Industry forecast: Inflation, labor shortages to delay recovery in business travel spending
A recovery in global business travel spending to pre-pandemic levels will likely be delayed by 18 months to 2026. Factors such as persistent inflation, high energy prices and labor shortages will contribute to a slower recovery, according to the Global Business Travel Association (GBTA).
The GBTA said business travel spending rebounded by 5.5 percent to $697 billion in 2021, with North America leading the recovery but remaining well short of the 2019 level of $1.4 trillion.
The recovery outlook is more pessimistic than GBTA's last forecast issued a year ago when it expected a full rebound to 2019 levels by 2024.
Environmental sustainability considerations and the regional impact of the Ukraine conflict are also weighing on travel demand, the forecast said.
"The factors impacting many industries around the world are also anticipated to impact global business travel recovery into 2025," GBTA CEO Suzanne Neufang said in a statement. "The forecasted result is we'll get close, but we won't reach and exceed 2019's pre-pandemic levels until 2026."

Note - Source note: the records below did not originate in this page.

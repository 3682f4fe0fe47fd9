//! The endpoint for listing the transactions in a month.

use axum::{
    Json,
    extract::{FromRef, Query, State},
};
use serde::Deserialize;
use sqlx::SqlitePool;

use crate::{
    AppState, Error,
    month::parse_month,
    pagination::{Page, PaginationConfig},
};

use super::{
    core::Transaction,
    query::{TransactionFilter, list_transactions},
};

/// The state needed to list transactions.
#[derive(Debug, Clone)]
pub struct TransactionsState {
    /// The database connection pool.
    pub db_pool: SqlitePool,
    /// The config that controls the default page size.
    pub pagination_config: PaginationConfig,
}

impl FromRef<AppState> for TransactionsState {
    fn from_ref(state: &AppState) -> Self {
        Self {
            db_pool: state.db_pool.clone(),
            pagination_config: state.pagination_config.clone(),
        }
    }
}

/// The query parameters for the transactions endpoint.
///
/// Values are kept as strings so that malformed numbers fall back to
/// defaults instead of rejecting the request.
#[derive(Debug, Default, Deserialize)]
#[serde(rename_all = "camelCase")]
pub struct TransactionsQuery {
    /// The month number, 1 for January through 12 for December.
    pub month: Option<String>,
    /// Text to find in the title, description or price.
    pub search: Option<String>,
    /// The page number, starting from 1.
    pub page: Option<String>,
    /// The number of transactions per page.
    pub per_page: Option<String>,
}

/// List one page of the transactions sold in a month, optionally filtered by a search term.
pub async fn get_transactions_endpoint(
    State(state): State<TransactionsState>,
    Query(query): Query<TransactionsQuery>,
) -> Result<Json<Vec<Transaction>>, Error> {
    let filter = TransactionFilter::new(parse_month(query.month.as_deref()), query.search.as_deref());
    let page = Page::from_query(
        query.page.as_deref(),
        query.per_page.as_deref(),
        &state.pagination_config,
    );

    let transactions = list_transactions(&filter, page, &state.db_pool)
        .await
        .inspect_err(|error| tracing::error!("Error fetching transactions: {error}"))?;

    tracing::debug!("Fetched {} transactions", transactions.len());

    Ok(Json(transactions))
}
//! Middleware for logging requests and responses.

use axum::{
    body::{Body, Bytes},
    extract::Request,
    middleware::Next,
    response::{IntoResponse, Response},
};

use crate::Error;

/// The number of bytes of a request or response body to log at the `info` level.
pub const LOG_BODY_LENGTH_LIMIT: usize = 64;

/// Log the request and response for each request.
///
/// Both the request and response are logged at the `info` level.
/// If the response body is longer than [LOG_BODY_LENGTH_LIMIT] bytes, it is
/// truncated and the full body is logged at the `debug` level.
pub async fn logging_middleware(request: Request, next: Next) -> Response {
    let (parts, body) = request.into_parts();
    let body = match read_body(body).await {
        Ok(body) => body,
        Err(error) => return error.into_response(),
    };
    log_body(
        &format!("Received request: {} {}", parts.method, parts.uri),
        &body,
    );

    let response = next.run(Request::from_parts(parts, Body::from(body))).await;

    let (parts, body) = response.into_parts();
    let body = match read_body(body).await {
        Ok(body) => body,
        Err(error) => return error.into_response(),
    };
    log_body(&format!("Sending response: {}", parts.status), &body);

    Response::from_parts(parts, Body::from(body))
}

async fn read_body(body: Body) -> Result<Bytes, Error> {
    axum::body::to_bytes(body, usize::MAX)
        .await
        .map_err(|error| Error::BodyError(error.to_string()))
}

fn log_body(summary: &str, body: &[u8]) {
    let text = String::from_utf8_lossy(body);

    if text.len() > LOG_BODY_LENGTH_LIMIT {
        tracing::info!("{summary}\nbody: {}...", truncate(&text, LOG_BODY_LENGTH_LIMIT));
        tracing::debug!("{summary}\nfull body: {text:?}");
    } else {
        tracing::info!("{summary}\nbody: {text:?}");
    }
}

/// Cut `text` to at most `max_len` bytes without splitting a character.
fn truncate(text: &str, max_len: usize) -> &str {
    let mut end = max_len.min(text.len());

    while !text.is_char_boundary(end) {
        end -= 1;
    }

    &text[..end]
}
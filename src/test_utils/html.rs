use axum_test::TestResponse;
use scraper::Html;

pub(crate) fn parse_html_document(response: &TestResponse) -> Html {
    Html::parse_document(&response.text())
}

#[track_caller]
pub(crate) fn assert_valid_html(html: &Html) {
    assert!(
        html.errors.is_empty(),
        "Got HTML parsing errors: {:?}",
        html.errors
    );
}
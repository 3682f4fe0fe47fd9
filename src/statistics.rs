//! Sale statistics for a month: how much was sold and how many items did and did not sell.

use axum::{
    Json,
    extract::{Query, State},
};
use serde::{Deserialize, Serialize};
use sqlx::SqlitePool;
use time::Month;

use crate::{
    Error,
    month::{MONTH_CONDITION, MonthQuery, month_number},
};

/// Totals for the transactions in a month.
#[derive(Debug, Clone, PartialEq, Serialize, Deserialize, sqlx::FromRow)]
#[serde(rename_all = "camelCase")]
pub struct Statistics {
    /// The sum of the prices of the items that sold.
    pub total_sale_amount: f64,
    /// The number of items that sold.
    pub total_sold_items: i64,
    /// The number of items that did not sell.
    pub total_not_sold_items: i64,
}

/// Calculate the sale statistics for the transactions in `month`, in any year.
///
/// The sale amount is zero when nothing sold. A `month` of `None` matches no
/// transactions, so every total is zero.
///
/// # Errors
/// Returns [Error::ConnectionUnavailable] if no database connection could be
/// acquired, or [Error::SqlError] if the query fails.
pub async fn get_statistics(month: Option<Month>, pool: &SqlitePool) -> Result<Statistics, Error> {
    let query = format!(
        "SELECT CAST(COALESCE(SUM(price), 0) AS REAL) AS total_sale_amount, \
            COUNT(*) AS total_sold_items, \
            (SELECT COUNT(*) FROM product_transaction WHERE {MONTH_CONDITION} AND sold = 0) \
                AS total_not_sold_items \
        FROM product_transaction \
        WHERE {MONTH_CONDITION} AND sold = 1"
    );

    let statistics = sqlx::query_as(&query)
        .bind(month_number(month))
        .fetch_one(pool)
        .await?;

    Ok(statistics)
}

/// Get the sale statistics for a month.
pub async fn get_statistics_endpoint(
    State(db_pool): State<SqlitePool>,
    Query(query): Query<MonthQuery>,
) -> Result<Json<Statistics>, Error> {
    get_statistics(query.month(), &db_pool)
        .await
        .inspect_err(|error| tracing::error!("Error fetching statistics: {error}"))
        .map(Json)
}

Global Business Travel Group, owner of the world's largest corporate travel agency American Express Global Business Travel, said last week that revenues this year were expected to average around 65 percent of 2019 levels. However, that did not include the impact of a possible recession.
Airlines and hotels have been relying on strong leisure demand to help fill the gap left by the decline in corporate travel during the pandemic.